VMware Workstation 4.5
VMware Workstation allows you to make the following memory-related settings:
By adjusting these three settings, you can affect both virtual machine and overall system performance.
This section describes how VMware Workstation uses the memory configuration parameters to manage virtual machines and system memory properly.
The first configuration parameter you can set is the size of an individual virtual machine's memory. Set this configuration parameter for the virtual machine in the virtual machine settings editor (VM > Settings > Memory). The guest memory size should not be set lower than the minimum recommendations of the operating system provider.
The New Virtual Machine Wizard sets reasonable defaults for the memory size of a virtual machine, based on the type of the guest operating system and the amount of memory in the host computer. This value also appears in the virtual machine settings editor as the recommended memory value.

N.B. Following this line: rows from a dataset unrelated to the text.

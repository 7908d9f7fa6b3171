//! Flamebearer payload decoding.
//!
//! The server encodes the call tree level by level. Each level is a flat
//! array of fixed-width node records whose `offset` is relative to the end of
//! the previous node on the same level. This module walks those levels and
//! produces collapsed stacks (`a;b;c weight`) suitable for flamegraph renderers.

use super::schema::FlamegraphProfile;
use crate::utils::error::ProfileError;
use log::debug;
use serde::Deserialize;
use std::collections::HashMap;

/// Tree data of a flamebearer payload
#[derive(Debug, Clone, Deserialize)]
#[serde(rename_all = "camelCase")]
pub struct Flamebearer {
    pub names: Vec<String>,
    pub levels: Vec<Vec<u64>>,
    #[serde(default)]
    pub num_ticks: u64,
    #[serde(default)]
    pub max_self: u64,
}

/// Node record layout
#[derive(Debug, Clone, Copy, PartialEq, Eq)]
pub enum FlamebearerFormat {
    /// `[offset, total, self, name]`
    Single,
    /// `[offset, total, self, offsetRight, totalRight, selfRight, name]`
    Double,
}

impl FlamebearerFormat {
    pub fn parse(name: &str) -> Result<Self, ProfileError> {
        match name {
            "single" => Ok(Self::Single),
            "double" => Ok(Self::Double),
            other => Err(ProfileError::UnsupportedFormat(other.to_string())),
        }
    }

    fn record_width(self) -> usize {
        match self {
            Self::Single => 4,
            Self::Double => 7,
        }
    }

    fn name_index(self) -> usize {
        match self {
            Self::Single => 3,
            Self::Double => 6,
        }
    }
}

/// A collapsed stack: semicolon-joined frames and their self weight
#[derive(Debug, Clone, PartialEq, Eq)]
pub struct CollapsedStack {
    pub stack: String,
    pub weight: u64,
}

impl CollapsedStack {
    pub fn new(stack: impl Into<String>, weight: u64) -> Self {
        Self {
            stack: stack.into(),
            weight,
        }
    }

    /// Line in the folded format understood by inferno
    pub fn to_line(&self) -> String {
        format!("{} {}", self.stack, self.weight)
    }
}

/// Horizontal extent of an already decoded node
struct Span {
    start: u64,
    end: u64,
    path: String,
}

/// Decode the flamebearer payload of a profile into collapsed stacks
///
/// Stacks are sorted by weight (heaviest first), ties broken by name.
pub fn collapse_profile(profile: &FlamegraphProfile) -> Result<Vec<CollapsedStack>, ProfileError> {
    let format = FlamebearerFormat::parse(profile.metadata.format())?;

    let raw = profile
        .payload
        .get("flamebearer")
        .ok_or_else(|| ProfileError::InvalidPayload("missing flamebearer".to_string()))?;

    let flamebearer = Flamebearer::deserialize(raw)?;
    collapse(&flamebearer, format)
}

/// Decode flamebearer levels into collapsed stacks
pub fn collapse(
    flamebearer: &Flamebearer,
    format: FlamebearerFormat,
) -> Result<Vec<CollapsedStack>, ProfileError> {
    let width = format.record_width();
    let name_index = format.name_index();

    let mut parents: Vec<Span> = Vec::new();
    let mut weights: HashMap<String, u64> = HashMap::new();

    for (depth, level) in flamebearer.levels.iter().enumerate() {
        if level.len() % width != 0 {
            return Err(ProfileError::InvalidPayload(format!(
                "level {} has {} values, not a multiple of {}",
                depth,
                level.len(),
                width
            )));
        }

        let mut current = Vec::with_capacity(level.len() / width);
        let mut x = 0u64;
        // Both levels are ordered by x, so the parent cursor only moves forward
        let mut cursor = 0usize;

        for record in level.chunks_exact(width) {
            let start = x.checked_add(record[0]).ok_or_else(|| overflow(depth))?;
            let total = record[1];
            let self_weight = record[2];
            let end = start.checked_add(total).ok_or_else(|| overflow(depth))?;
            x = end;

            let name = usize::try_from(record[name_index])
                .ok()
                .and_then(|i| flamebearer.names.get(i))
                .ok_or_else(|| {
                    ProfileError::InvalidPayload(format!(
                        "name index {} out of range at level {}",
                        record[name_index], depth
                    ))
                })?;

            let path = if depth == 0 {
                name.clone()
            } else {
                while cursor + 1 < parents.len() && parents[cursor + 1].start <= start {
                    cursor += 1;
                }

                let parent = parents
                    .get(cursor)
                    .filter(|p| p.start <= start && end <= p.end)
                    .ok_or_else(|| {
                        ProfileError::InvalidPayload(format!(
                            "node '{}' at level {} has no parent",
                            name, depth
                        ))
                    })?;
                format!("{};{}", parent.path, name)
            };

            if self_weight > 0 {
                let weight = weights.entry(path.clone()).or_default();
                *weight = weight.saturating_add(self_weight);
            }

            current.push(Span { start, end, path });
        }

        parents = current;
    }

    let mut stacks: Vec<CollapsedStack> = weights
        .into_iter()
        .map(|(stack, weight)| CollapsedStack { stack, weight })
        .collect();
    stacks.sort_by(|a, b| b.weight.cmp(&a.weight).then_with(|| a.stack.cmp(&b.stack)));

    debug!(
        "Decoded {} stacks from {} levels",
        stacks.len(),
        flamebearer.levels.len()
    );

    Ok(stacks)
}

fn overflow(depth: usize) -> ProfileError {
    ProfileError::InvalidPayload(format!("offset overflow at level {}", depth))
}

#[cfg(test)]
mod tests {
    use super::*;

    fn tree() -> Flamebearer {
        // total(10) -> main(10, self 2) -> { work(5, self 5), io(3, self 3) }
        Flamebearer {
            names: vec![
                "total".to_string(),
                "main".to_string(),
                "work".to_string(),
                "io".to_string(),
            ],
            levels: vec![
                vec![0, 10, 0, 0],
                vec![0, 10, 2, 1],
                vec![0, 5, 5, 2, 0, 3, 3, 3],
            ],
            num_ticks: 10,
            max_self: 5,
        }
    }

    #[test]
    fn test_collapse_single() {
        let stacks = collapse(&tree(), FlamebearerFormat::Single).unwrap();

        assert_eq!(
            stacks,
            vec![
                CollapsedStack::new("total;main;work", 5),
                CollapsedStack::new("total;main;io", 3),
                CollapsedStack::new("total;main", 2),
            ]
        );
    }

    #[test]
    fn test_offsets_are_relative() {
        // Second node on level 2 starts 1 tick after the first one ends
        let fb = Flamebearer {
            names: vec!["total".into(), "a".into(), "b".into()],
            levels: vec![vec![0, 10, 0, 0], vec![0, 4, 4, 1, 1, 5, 5, 2]],
            num_ticks: 10,
            max_self: 5,
        };

        let stacks = collapse(&fb, FlamebearerFormat::Single).unwrap();
        assert_eq!(stacks[0], CollapsedStack::new("total;b", 5));
        assert_eq!(stacks[1], CollapsedStack::new("total;a", 4));
    }

    #[test]
    fn test_collapse_double_uses_left_side() {
        let fb = Flamebearer {
            names: vec!["total".into(), "main".into()],
            levels: vec![vec![0, 8, 0, 0, 9, 0, 0], vec![0, 8, 8, 0, 9, 9, 1]],
            num_ticks: 17,
            max_self: 9,
        };

        let stacks = collapse(&fb, FlamebearerFormat::Double).unwrap();
        assert_eq!(stacks, vec![CollapsedStack::new("total;main", 8)]);
    }

    #[test]
    fn test_name_index_out_of_range() {
        let mut fb = tree();
        fb.levels[1][3] = 42;

        let result = collapse(&fb, FlamebearerFormat::Single);
        assert!(matches!(result, Err(ProfileError::InvalidPayload(_))));
    }

    #[test]
    fn test_ragged_level_rejected() {
        let mut fb = tree();
        fb.levels[2].pop();

        assert!(collapse(&fb, FlamebearerFormat::Single).is_err());
    }

    #[test]
    fn test_huge_totals_rejected() {
        let fb = Flamebearer {
            names: vec!["total".into(), "main".into()],
            levels: vec![vec![0, u64::MAX, 0, 0], vec![1, u64::MAX, 5, 1]],
            num_ticks: u64::MAX,
            max_self: 5,
        };

        let result = collapse(&fb, FlamebearerFormat::Single);
        assert!(matches!(result, Err(ProfileError::InvalidPayload(msg)) if msg.contains("overflow")));
    }

    #[test]
    fn test_orphan_node_rejected() {
        // Child starts past the end of its only parent
        let fb = Flamebearer {
            names: vec!["total".into(), "main".into()],
            levels: vec![vec![0, 4, 0, 0], vec![6, 2, 2, 1]],
            num_ticks: 4,
            max_self: 2,
        };

        assert!(collapse(&fb, FlamebearerFormat::Single).is_err());
    }

    #[test]
    fn test_children_split_across_parents() {
        // total -> {a(4), b(6)}; a -> x(4), b -> y(6)
        let fb = Flamebearer {
            names: vec!["total".into(), "a".into(), "b".into(), "x".into(), "y".into()],
            levels: vec![
                vec![0, 10, 0, 0],
                vec![0, 4, 0, 1, 0, 6, 0, 2],
                vec![0, 4, 4, 3, 0, 6, 6, 4],
            ],
            num_ticks: 10,
            max_self: 6,
        };

        let stacks = collapse(&fb, FlamebearerFormat::Single).unwrap();
        assert_eq!(
            stacks,
            vec![
                CollapsedStack::new("total;b;y", 6),
                CollapsedStack::new("total;a;x", 4),
            ]
        );
    }

    #[test]
    fn test_unknown_format() {
        assert!(matches!(
            FlamebearerFormat::parse("tree"),
            Err(ProfileError::UnsupportedFormat(_))
        ));
    }

    #[test]
    fn test_empty_levels() {
        let fb = Flamebearer {
            names: vec![],
            levels: vec![],
            num_ticks: 0,
            max_self: 0,
        };
        assert!(collapse(&fb, FlamebearerFormat::Single).unwrap().is_empty());
    }
}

The virtual machine settings editor also shows a value for the maximum amount of memory for best performance. If you have only one virtual machine running on the host and you set virtual machine memory to this value, the virtual machine can run entirely in RAM. A virtual machine running completely in RAM performs better than a virtual machine that must swap some of its memory to disk.
The actual memory size you should give to a virtual machine depends on a few practical considerations:
Note: You cannot allocate more than 2GB of memory to a virtual machine if the virtual machine's files are stored on a file system such as FAT32 that does not support files greater than 2GB.
The total amount of memory you assign to all virtual machines running on a single host may not exceed 4GB.
Host operating systems do not behave well when they run low on free memory for their own use. When a Windows or Linux host operating system does not have enough RAM for its own use, it thrashes it constantly swaps parts of itself between RAM and its paging file on disk. To help guard against virtual machines causing the host to thrash, VMware Workstation enforces a limit on the total amount of RAM that may be consumed by virtual machines.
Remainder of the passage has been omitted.